Evaluation of cerebrovascular impedance and wave reflection in mouse by ultrasound

Genetic and surgical mouse models are commonly used to study cerebrovascular disease, but their size makes invasive hemodynamic testing technically challenging. The purpose of this study was to demonstrate a noninvasive measurement of cerebrovascular impedance and wave reflection in mice using high-frequency ultrasound in the left common carotid artery (LCCA), and to examine whether microvascular changes associated with hypercapnia could be detected with such an approach. Ten mice (C57BL/6J) were studied using a high-frequency ultrasound system (40 MHz).
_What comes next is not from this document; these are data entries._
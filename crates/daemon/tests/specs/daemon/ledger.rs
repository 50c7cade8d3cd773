//! `lcloudd ledger` specs

use crate::prelude::*;

#[test]
fn show_on_fresh_state_is_empty() {
    let fleet = Fleet::host_only();

    fleet.lcloudd().args(&["ledger", "show"]).passes().stdout_has("ledger is empty");
}

#[test]
fn show_one_unknown_commit() {
    let fleet = Fleet::host_only();

    fleet.lcloudd().args(&["ledger", "show", "ABC123"]).passes().stdout_has("abc123: no record");
}

#[test]
fn show_reads_existing_ledger() {
    let fleet = Fleet::host_only();
    fleet.file(
        "state/ledger.json",
        r#"{"v":1,"saved_at":"2026-01-01T00:00:00Z","entries":{"abc123":{"failure_count":2,"succeeded":false,"expires_at_ms":18446744073709551615}}}"#,
    );

    fleet.lcloudd().args(&["ledger", "show"]).passes().stdout_has("abc123  failures=2  succeeded=false");
}

#[test]
fn reset_forgives_failures() {
    let fleet = Fleet::host_only();
    fleet.file(
        "state/ledger.json",
        r#"{"v":1,"saved_at":"2026-01-01T00:00:00Z","entries":{"abc123":{"failure_count":3,"succeeded":false,"expires_at_ms":18446744073709551615}}}"#,
    );

    fleet.lcloudd().args(&["ledger", "reset", "abc123"]).passes().stdout_has("abc123: failures 3 -> 0");
    fleet.lcloudd().args(&["ledger", "show", "abc123"]).passes().stdout_has("failures=0");
}

#[test]
fn newer_ledger_schema_is_fatal() {
    let fleet = Fleet::host_only();
    fleet.file("state/ledger.json", r#"{"v":99,"saved_at":"2026-01-01T00:00:00Z","entries":{}}"#);

    fleet.lcloudd().args(&["ledger", "show"]).exits_with(2).stderr_has("schema v99");
}
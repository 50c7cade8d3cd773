// SPDX-License-Identifier: BUSL-1.1
// Copyright (c) 2026 Alfred Jean LLC

//! `lcloudd ledger` - inspect or forgive recorded build attempts

use std::collections::BTreeMap;
use std::fmt::Write;
use std::path::Path;

use chrono::DateTime;
use lc_core::{CommitId, SystemClock};
use lc_storage::{BuildAttemptRecord, Ledger};

use super::{load_settings, parse_commit};
use crate::lifecycle::{DaemonLock, Paths};
use crate::ExitError;

/// Print live ledger entries, or just the one for `commit`.
///
/// Read-only, so it is safe while the daemon runs.
pub fn show(paths: &Paths, commit: Option<&str>) -> Result<(), ExitError> {
    let entries = lc_storage::inspect(&paths.ledger_path, &SystemClock).map_err(ExitError::fatal)?;
    let commit = commit.map(parse_commit).transpose()?;
    print!("{}", render(&entries, commit.as_ref()));
    Ok(())
}

/// Zero `commit`'s failure count. Refused while a daemon owns the ledger.
pub fn reset(config: &Path, paths: &Paths, commit: &str) -> Result<(), ExitError> {
    let commit = parse_commit(commit)?;
    let settings = load_settings(config)?;
    let _lock = DaemonLock::acquire(&paths.lock_path)
        .map_err(|e| ExitError::fatal(format!("{e}; stop it before editing the ledger")))?;

    let mut ledger =
        Ledger::open(&paths.ledger_path, settings.ledger.retention(), SystemClock).map_err(ExitError::fatal)?;
    let before = ledger.failures(&commit);
    ledger.reset(&commit).map_err(ExitError::fatal)?;
    println!("{}: failures {before} -> 0", commit.short());
    Ok(())
}

pub fn render(entries: &BTreeMap<CommitId, BuildAttemptRecord>, only: Option<&CommitId>) -> String {
    let mut out = String::new();
    match only {
        Some(commit) => match entries.get(commit) {
            Some(record) => push_entry(&mut out, commit, record),
            None => {
                let _ = writeln!(out, "{commit}: no record");
            }
        },
        None if entries.is_empty() => out.push_str("ledger is empty\n"),
        None => {
            for (commit, record) in entries {
                push_entry(&mut out, commit, record);
            }
        }
    }
    out
}

fn push_entry(out: &mut String, commit: &CommitId, record: &BuildAttemptRecord) {
    let expires = DateTime::from_timestamp_millis(record.expires_at_ms as i64)
        .map(|t| t.format("%Y-%m-%d %H:%M:%S UTC").to_string())
        .unwrap_or_else(|| "?".to_string());
    let _ = writeln!(
        out,
        "{commit}  failures={}  succeeded={}  expires={expires}",
        record.failure_count, record.succeeded
    );
}

#[cfg(test)]
#[path = "ledger_tests.rs"]
mod tests;
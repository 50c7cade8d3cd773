// SPDX-License-Identifier: BUSL-1.1
// Copyright (c) 2026 Alfred Jean LLC

//! Commit watcher: head-commit polling that never fails outward.

use std::time::{Duration, Instant};

use lc_adapters::CommitSource;
use lc_core::{Clock, CommitId};

use crate::schedule::PollSchedule;

/// Polls a [`CommitSource`] and tracks the last observed head.
pub struct CommitWatcher<S: CommitSource, C: Clock> {
    source: S,
    clock: C,
    schedule: PollSchedule,
    started: Instant,
    last_seen: Option<CommitId>,
}

impl<S: CommitSource, C: Clock> CommitWatcher<S, C> {
    /// Uptime for the poll schedule is measured from construction.
    pub fn new(source: S, schedule: PollSchedule, clock: C) -> Self {
        let started = clock.now();
        Self { source, clock, schedule, started, last_seen: None }
    }

    /// Fetch the current head. Any failure reads as `None` (unavailable)
    /// and is retried on the next tick.
    pub async fn poll(&mut self) -> Option<CommitId> {
        match self.source.head().await {
            Ok(head) => {
                if self.last_seen.as_ref() != Some(&head) {
                    tracing::info!(commit = %head, previous = ?self.last_seen.as_ref().map(CommitId::as_str), "head commit changed");
                    self.last_seen = Some(head.clone());
                }
                Some(head)
            }
            Err(e) => {
                tracing::warn!(error = %e, "commit check failed");
                None
            }
        }
    }

    pub fn last_seen(&self) -> Option<&CommitId> {
        self.last_seen.as_ref()
    }

    pub fn uptime(&self) -> Duration {
        self.clock.since(self.started)
    }

    /// How long to wait before the next poll.
    pub fn next_delay(&self) -> Duration {
        self.schedule.delay_for(self.uptime())
    }
}

#[cfg(test)]
#[path = "watcher_tests.rs"]
mod tests;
Lumen area and blood flow waveforms were obtained from the LCCA and used to calculate pulse-wave velocity, input impedance, and reflection amplitude and transit time under both normocapnic and hypercapnic (5% CO(2)) ventilation. With hypercapnia, vascular resistance was observed to decrease by 87%±12%. Although the modulus of input impedance was unchanged with hypercapnia, a phase decrease indicative of increased total arterial compliance was observed at low harmonics together with an increased reflection coefficient in both the time (0.57±0.08 versus 0.68±0.08, P=0.04) and frequency domains (0.62±0.08 versus 0.73±0.06, P=0.02). Interestingly, the majority of LCCA blood flow was found to pass into the internal carotid artery (range=76% to 90%, N=3), suggesting that hemodynamic measurements in this vessel are a good metric for intracerebral reactivity in mouse.